- Ancient grain prized for its flavor and nutritional benefits
- Rich, nutty flavor and hearty, chewy texture
- Whole grains are left intact to boost fiber, protein, and iron content
- Add to salads, soups, and casseroles, or serve alone as a filling side
Farro is an early variety of wheat that originated in Mesopotamia
thousands of years ago and played an important role in the diets of
ancient peoples; it has been found in the tombs of Egyptian kings and is
even believed by some to be the origin of all modern species of wheat.

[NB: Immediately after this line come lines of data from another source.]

//! Shared type definitions for ddlkit
//!
//! This crate holds the pure data side of MySQL string-column mapping:
//!
//! - dialect limits and the named TEXT-tier lengths in [`mysql`]
//! - the [`mysql::ddl::FieldDescriptor`] value object handed to the rule engine
//! - DDL entities (`Column`, `Index`, `Table`) and their SQL text
//!
//! # Features
//!
//! - `std` - Standard library support (enabled by default)
//! - `alloc` - Allocator support for no_std environments
//! - `serde` - Enable serde serialization/deserialization

#![cfg_attr(not(feature = "std"), no_std)]

#[cfg(all(feature = "alloc", not(feature = "std")))]
extern crate alloc;

// Internal prelude for std/alloc compatibility
#[allow(unused_imports)]
pub(crate) mod alloc_prelude {
    #[cfg(feature = "std")]
    pub use std::{
        borrow::Cow,
        format,
        string::{String, ToString},
        vec,
        vec::Vec,
    };

    #[cfg(all(feature = "alloc", not(feature = "std")))]
    pub use alloc::{
        borrow::Cow,
        format,
        string::{String, ToString},
        vec,
        vec::Vec,
    };
}

pub mod mysql;
#[cfg(feature = "serde")]
pub mod serde_helpers;

/// Prelude module for commonly used types
pub mod prelude {
    pub use crate::mysql::ddl::{FieldDescriptor, IndexKind};
    pub use crate::mysql::{DialectLimits, MySqlStringType, TextTier};
}
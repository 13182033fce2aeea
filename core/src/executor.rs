//! The seam between DDL planning and a live database connection.

use core::future::Future;

/// Something that can run a single DDL statement.
///
/// Implemented for driver connections (see `ddlkit-mysql`'s `mysql-async`
/// feature) and for in-memory recorders in tests. Errors are returned exactly as
/// the driver produced them; callers wrap them in
/// [`DdlError::EngineRejection`](crate::error::DdlError::EngineRejection).
pub trait DdlExecutor {
    type Error: std::error::Error + Send + Sync + 'static;

    /// Execute one statement, discarding any result set
    fn execute(&mut self, sql: &str) -> impl Future<Output = Result<(), Self::Error>> + Send;
}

Add this delicious, nutrient-dense ancient grain to your pantry with
Bob's Red Mill organic farro! Farro is renowned for its rich, nutty,
earthy flavor and its hearty, chewy, satisfying texture. At Bob's Red
Mill, their USDA certified organic, pearled farro has had its outer bran
removed in order to ensure a quick cook time while still preserving the
grain's nutritional content. Farro is high in plant-based protein and
iron, making it a great way for vegetarians and vegans to get these
essential nutrients. It's also especially high in dietary fiber, which
helps fuel you up to keep you feeling full and satisfied without pesky
cravings!
Cooking farro is very similar to cooking other grains
like rice and quinoa. To prepare, rinse 1 cup of farro, put it in a pot,
and add 3 cups of water or stock (for extra flavor, add aromatics like
garlic, leeks, onion, shallot, or fresh herbs). Bring the mixture to a
boil, then reduce the heat to medium low and simmer for 30 minutes or
until the grains are al dente, then drain and serve. For a quicker cook
time, cover the farro with water and soak it overnight in the
refrigerator. Drain, then cook the same way, removing from heat after 10
minutes. Once it's prepared, farro can be used in a multitude of
deliciously different recipes!
Farro was a staple of the ancient
Roman diet and has been a popular ingredient in Italian cuisine for
centuries. To bring classic Italian flavor to your establishment, try
preparing farro in the style of risotto to create a rich and delicious
"farroto." For easy Mediterranean flavor, you can also try creating a
refreshing and healthy salad by tossing cooked farro with tomatoes,
mozzarella, toasted pine nuts, and pesto! Farro also makes a delicious
addition to soups, stews, and casseroles - depending on the recipe, you
may even be able to toss in uncooked farro grains and allow them to cook
as your dish simmers, taking on all the delicious flavors as they
mingle together. With a multitude of different preparations, farro is a
great way to add delicious flavor and wholes nutrition to your
establishment's menu!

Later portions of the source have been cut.